Liberalism has become an individual game of one-up-manship. Or One-Up-Person-Ship (as the former is now presumably offensive), in which offence on behalf of others is weaponised and used as a tool to enforce the social contract. What ensues is either an argument or an apology circle-jerk in which everyone promises to learn the error of their ways and become a better and more compassionate person. It’s facile and boring to watch and the internet is awash with it.
Discipline can only work if it’s coordinated and consistent. You can’t have discipline in a constantly changing and shifting environment. Because societal ideals are now debated online in real time between interest groups, there’s no time for people to adapt and therefore there can be no discipline.
Yes, other people’s views are sometimes unpleasant — but if you’re seeing facist oppression every time you leave your house, you’re going to miss the actual facists pervading through society.
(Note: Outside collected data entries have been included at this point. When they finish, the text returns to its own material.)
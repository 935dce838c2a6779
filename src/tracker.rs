mod centroid_tracker;
mod matching;
mod rect;
mod track;

pub use centroid_tracker::{CentroidTracker, TrackerConfig, TrackerError};
pub use matching::{AssignmentResult, centroid_distance, greedy_assignment};
pub use rect::{Point, Rect};
pub use track::Track;
impl Board {
    /// The standard starting position.
    #[inline(always)]
    pub fn startpos() -> Self {
        Self {
            inner: chess::Board::default(),
            halfmove: 0,
            stack: Vec::new(),
        }
    }

    /// The wrapped `chess` crate board.
    #[inline(always)]
    pub(crate) fn inner(&self) -> &chess::Board {
        &self.inner
    }

    /// Zobrist hash of the current position.
    #[inline(always)]
    pub fn hash(&self) -> u64 {
        self.inner.get_hash()
    }

    /// The side to move.
    #[inline(always)]
    pub fn side_to_move(&self) -> Color {
        self.inner.side_to_move()
    }

    /// Number of moves made on this board since its construction position.
    ///
    /// Mate scores and the killer table are anchored to this count.
    #[inline(always)]
    pub fn num_made_moves(&self) -> usize {
        self.stack.len()
    }

    /// The most recently made move, if any (`None` after a null move).
    #[inline(always)]
    pub fn last_move(&self) -> Option<Move> {
        self.stack.last().and_then(|frame| frame.mv)
    }

    /// The kind of the most recently made move, if any.
    #[inline(always)]
    pub fn last_move_kind(&self) -> Option<MoveKind> {
        self.stack.last().and_then(|frame| frame.kind)
    }

    /// Halfmove clock (plies since the last capture or pawn move).
    #[inline(always)]
    pub fn halfmove_clock(&self) -> u32 {
        self.halfmove
    }

    /// The piece on `square`, if any, ignoring its color.
    #[inline(always)]
    pub fn piece_kind_at(&self, square: Square) -> Option<Piece> {
        self.inner.piece_on(square)
    }

    /// Whether the side to move is in check.
    #[inline(always)]
    pub fn in_check(&self) -> bool {
        *self.inner.checkers() != EMPTY
    }

    /// Whether making `mv` leaves the opponent in check.
    ///
    /// Exact: includes discovered checks, unlike the direct-check bitboards.
    #[inline(always)]
    pub fn gives_check(&self, mv: Move) -> bool {
        *self.inner.make_move_new(mv).checkers() != EMPTY
    }

    /// All legal moves in the current position, in generation order.
    #[inline(always)]
    pub fn moves(&self) -> Vec<Move> {
        MoveGen::new_legal(&self.inner).collect()
    }

    /// The moves considered by quiescence search: all evasions while in
    /// check, otherwise captures and promotions.
    pub fn quiescent_moves(&self) -> Vec<Move> {
        if self.in_check() {
            return self.moves();
        }
        MoveGen::new_legal(&self.inner)
            .filter(|&mv| {
                self.inner.piece_on(mv.get_dest()).is_some()
                    || mv.get_promotion().is_some()
                    || self.is_en_passant(mv)
            })
            .collect()
    }

    /// Make `mv`, pushing the current state onto the undo stack.
    pub fn make(&mut self, mv: Move) {
        let kind = self.move_kind(mv);
        self.stack.push(Frame {
            board: self.inner,
            halfmove: self.halfmove,
            mv: Some(mv),
            kind: Some(kind),
        });
        let irreversible = self.inner.piece_on(mv.get_source()) == Some(Piece::Pawn)
            || kind == MoveKind::Capture;
        self.halfmove = if irreversible { 0 } else { self.halfmove + 1 };
        self.inner = self.inner.make_move_new(mv);
    }

    /// Make a null move (forfeit the turn). Must not be called while in check.
    pub fn make_null(&mut self) {
        let next = self.inner.null_move().expect("null move made while in check");
        self.stack.push(Frame {
            board: self.inner,
            halfmove: self.halfmove,
            mv: None,
            kind: None,
        });
        self.halfmove += 1;
        self.inner = next;
    }

    /// Undo the most recent [`Self::make`] or [`Self::make_null`].
    pub fn unmake(&mut self) {
        let frame = self.stack.pop().expect("unmake with no move made");
        self.inner = frame.board;
        self.halfmove = frame.halfmove;
    }

    /// Whether the current position is drawn by repetition, the fifty-move
    /// rule, or insufficient material.
    pub fn is_draw(&self) -> bool {
        if self.halfmove >= 100 {
            return true;
        }
        if self.is_repetition() {
            return true;
        }
        self.has_insufficient_material()
    }

    fn is_repetition(&self) -> bool {
        let hash = self.inner.get_hash();
        self.stack
            .iter()
            .rev()
            .take(self.halfmove as usize)
            .any(|frame| frame.board.get_hash() == hash)
    }

    fn has_insufficient_material(&self) -> bool {
        let b = &self.inner;
        b.combined().popcnt() <= 3
            && (*b.pieces(Piece::Pawn) | *b.pieces(Piece::Rook) | *b.pieces(Piece::Queen)) == EMPTY
    }

    /// Classify `mv` in the context of the current position.
    pub fn move_kind(&self, mv: Move) -> MoveKind {
        if let Some(promotion) = mv.get_promotion() {
            return match promotion {
                Piece::Knight => MoveKind::KnightPromotion,
                Piece::Bishop => MoveKind::BishopPromotion,
                Piece::Rook => MoveKind::RookPromotion,
                _ => MoveKind::QueenPromotion,
            };
        }
        // Safe unwrap: a legal move always has a piece on its source square.
        let piece = self.inner.piece_on(mv.get_source()).unwrap();
        let captures = self.inner.piece_on(mv.get_dest()).is_some();
        match piece {
            Piece::King if file_distance(mv) >= 2 => MoveKind::Castle,
            Piece::Pawn if self.is_en_passant(mv) => MoveKind::EnPassant,
            Piece::Pawn if rank_distance(mv) == 2 => MoveKind::DoublePawnPush,
            _ if captures => MoveKind::Capture,
            _ => MoveKind::Quiet,
        }
    }

    fn is_en_passant(&self, mv: Move) -> bool {
        self.inner.piece_on(mv.get_source()) == Some(Piece::Pawn)
            && file_distance(mv) == 1
            && self.inner.piece_on(mv.get_dest()).is_none()
    }

    /// Game phase: minors count one, rooks two, queens four, for both sides.
    pub fn phase(&self) -> i32 {
        let b = &self.inner;
        let minors = (*b.pieces(Piece::Knight) | *b.pieces(Piece::Bishop)).popcnt() as i32;
        let rooks = b.pieces(Piece::Rook).popcnt() as i32;
        let queens = b.pieces(Piece::Queen).popcnt() as i32;
        minors + 2 * rooks + 4 * queens
    }

    /// For each piece kind of the side to move, the destination squares from
    /// which that piece would give a direct check to the enemy king.
    ///
    /// Discovered checks are not covered; [`Self::gives_check`] is exact.
    pub fn direct_checking_squares(&self) -> [BitBoard; 6] {
        let them = !self.inner.side_to_move();
        let king = self.inner.king_square(them);
        let occupied = *self.inner.combined();
        let diagonal = get_bishop_moves(king, occupied);
        let orthogonal = get_rook_moves(king, occupied);
        [
            get_pawn_attacks(king, them, !EMPTY),
            get_knight_moves(king),
            diagonal,
            orthogonal,
            diagonal | orthogonal,
            EMPTY,
        ]
    }

    /// For each piece kind of the side to move, the destination squares
    /// attacked by a cheaper enemy piece. Landing there usually loses material.
    pub fn taboo_squares(&self) -> [BitBoard; 6] {
        let b = &self.inner;
        let them = !b.side_to_move();
        let their_pieces = *b.color_combined(them);
        let occupied = *b.combined();

        let mut pawn_attacks = EMPTY;
        for sq in *b.pieces(Piece::Pawn) & their_pieces {
            pawn_attacks |= get_pawn_attacks(sq, them, !EMPTY);
        }
        let mut minor_attacks = EMPTY;
        for sq in *b.pieces(Piece::Knight) & their_pieces {
            minor_attacks |= get_knight_moves(sq);
        }
        for sq in *b.pieces(Piece::Bishop) & their_pieces {
            minor_attacks |= get_bishop_moves(sq, occupied);
        }
        let mut rook_attacks = EMPTY;
        for sq in *b.pieces(Piece::Rook) & their_pieces {
            rook_attacks |= get_rook_moves(sq, occupied);
        }
        let mut queen_attacks = EMPTY;
        for sq in *b.pieces(Piece::Queen) & their_pieces {
            queen_attacks |= get_bishop_moves(sq, occupied) | get_rook_moves(sq, occupied);
        }
        let king_attacks = get_king_moves(b.king_square(them));

        let by_minor = pawn_attacks | minor_attacks;
        let by_rook = by_minor | rook_attacks;
        let all = by_rook | queen_attacks | king_attacks;
        [EMPTY, pawn_attacks, pawn_attacks, by_minor, by_rook, all]
    }

    /// Static exchange evaluation of `mv`: the material outcome of the best
    /// capture sequence on the destination square, assuming both sides always
    /// recapture with their least valuable attacker and may stop at any point.
    pub fn see(&self, mv: Move) -> i32 {
        let b = &self.inner;
        let src = mv.get_source();
        let dst = mv.get_dest();
        let mut occupied = *b.combined();

        // Safe unwrap: a legal move always has a piece on its source square.
        let attacker = b.piece_on(src).unwrap();
        let en_passant = self.is_en_passant(mv);
        let victim_value = if en_passant {
            SEE_VALUE[Piece::Pawn.to_index()]
        } else {
            b.piece_on(dst).map_or(0, |p| SEE_VALUE[p.to_index()])
        };
        // After the initial capture the piece on dst is the mover, or for a
        // promotion, the piece it became.
        let mut next_victim = match mv.get_promotion() {
            Some(p) => SEE_VALUE[p.to_index()],
            None => SEE_VALUE[attacker.to_index()],
        };

        occupied &= !BitBoard::from_square(src);
        if en_passant {
            occupied &= !BitBoard::from_square(en_passant_victim(dst, b.side_to_move()));
        }

        let rooks_queens = *b.pieces(Piece::Rook) | *b.pieces(Piece::Queen);
        let bishops_queens = *b.pieces(Piece::Bishop) | *b.pieces(Piece::Queen);

        let mut gain = [0i32; 32];
        let mut depth = 0usize;
        gain[0] = victim_value;

        let mut side = !b.side_to_move();
        let mut attackers = self.attackers_of(dst, occupied) & occupied;

        loop {
            let candidates = attackers & *b.color_combined(side);
            let Some((sq, kind)) = self.least_valuable(candidates) else {
                break;
            };
            depth += 1;
            if depth >= gain.len() {
                break;
            }
            gain[depth] = next_victim - gain[depth - 1];
            next_victim = SEE_VALUE[kind.to_index()];
            occupied &= !BitBoard::from_square(sq);

            // Removing a piece may reveal an x-ray attacker behind it.
            if matches!(kind, Piece::Pawn | Piece::Bishop | Piece::Queen) {
                attackers |= get_bishop_moves(dst, occupied) & bishops_queens;
            }
            if matches!(kind, Piece::Rook | Piece::Queen) {
                attackers |= get_rook_moves(dst, occupied) & rooks_queens;
            }
            attackers &= occupied;
            side = !side;
        }

        while depth > 0 {
            depth -= 1;
            gain[depth] = -((-gain[depth]).max(gain[depth + 1]));
        }
        gain[0]
    }

    /// Whether the exchange started by `mv` does not lose material.
    #[inline(always)]
    pub fn non_negative_see(&self, mv: Move) -> bool {
        self.see(mv) >= 0
    }

    /// All pieces of either color attacking `sq` under the given occupancy.
    fn attackers_of(&self, sq: Square, occupied: BitBoard) -> BitBoard {
        let b = &self.inner;
        let knights = get_knight_moves(sq) & *b.pieces(Piece::Knight);
        let kings = get_king_moves(sq) & *b.pieces(Piece::King);
        let rook_like =
            get_rook_moves(sq, occupied) & (*b.pieces(Piece::Rook) | *b.pieces(Piece::Queen));
        let bishop_like =
            get_bishop_moves(sq, occupied) & (*b.pieces(Piece::Bishop) | *b.pieces(Piece::Queen));
        let white_pawns = get_pawn_attacks(
            sq,
            Color::Black,
            *b.pieces(Piece::Pawn) & *b.color_combined(Color::White),
        );
        let black_pawns = get_pawn_attacks(
            sq,
            Color::White,
            *b.pieces(Piece::Pawn) & *b.color_combined(Color::Black),
        );
        knights | kings | rook_like | bishop_like | white_pawns | black_pawns
    }

    /// Least valuable piece in `set`, iterating piece kinds cheapest first.
    fn least_valuable(&self, set: BitBoard) -> Option<(Square, Piece)> {
        for &kind in ALL_PIECES.iter() {
            let candidates = set & *self.inner.pieces(kind);
            if candidates != EMPTY {
                return Some((candidates.to_square(), kind));
            }
        }
        None
    }

    /// Parse a move in coordinate notation (`e2e4`, `e7e8q`) and validate it
    /// against the legal moves of the current position.
    pub fn parse_move(&self, s: &str) -> Result<Move> {
        ensure!(s.len() == 4 || s.len() == 5, "malformed move {s:?}");
        let bytes = s.as_bytes();
        let src = parse_square(bytes[0], bytes[1]).with_context(|| format!("in move {s:?}"))?;
        let dst = parse_square(bytes[2], bytes[3]).with_context(|| format!("in move {s:?}"))?;
        let promotion = match bytes.get(4) {
            None => None,
            Some(b'n') => Some(Piece::Knight),
            Some(b'b') => Some(Piece::Bishop),
            Some(b'r') => Some(Piece::Rook),
            Some(b'q') => Some(Piece::Queen),
            Some(c) => bail!("unknown promotion piece {:?} in move {s:?}", *c as char),
        };
        MoveGen::new_legal(&self.inner)
            .find(|mv| {
                mv.get_source() == src && mv.get_dest() == dst && mv.get_promotion() == promotion
            })
            .ok_or_else(|| anyhow!("illegal move {s:?}"))
    }
}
A constant and inconsistent policing of the social contract is pushing lots of people in the centre ground to the political right and that’s worrying. The blame can be shared equally between good clear messages coming from the right and the rise of intolerant tolerance in the liberal left. People are preaching tolerance, but any attempt to question the tolerant ideology is met with aggressive intolerance. Check out GEN as an example of this lefty-liberal intolerant echo-chamber. Read from a neutral or centre ground perspective and it sounds just as right wing as the Alt-Right.
This is why liberals can’t offer anything other than a tokenistic challenge to the existing narrative. This particularly true of young and passionate liberals. They’re too busy shooting each other down and arguing about the minutiae in their fictionalised utopian society to notice that they’re helping to build the dystopia they theoretically oppose.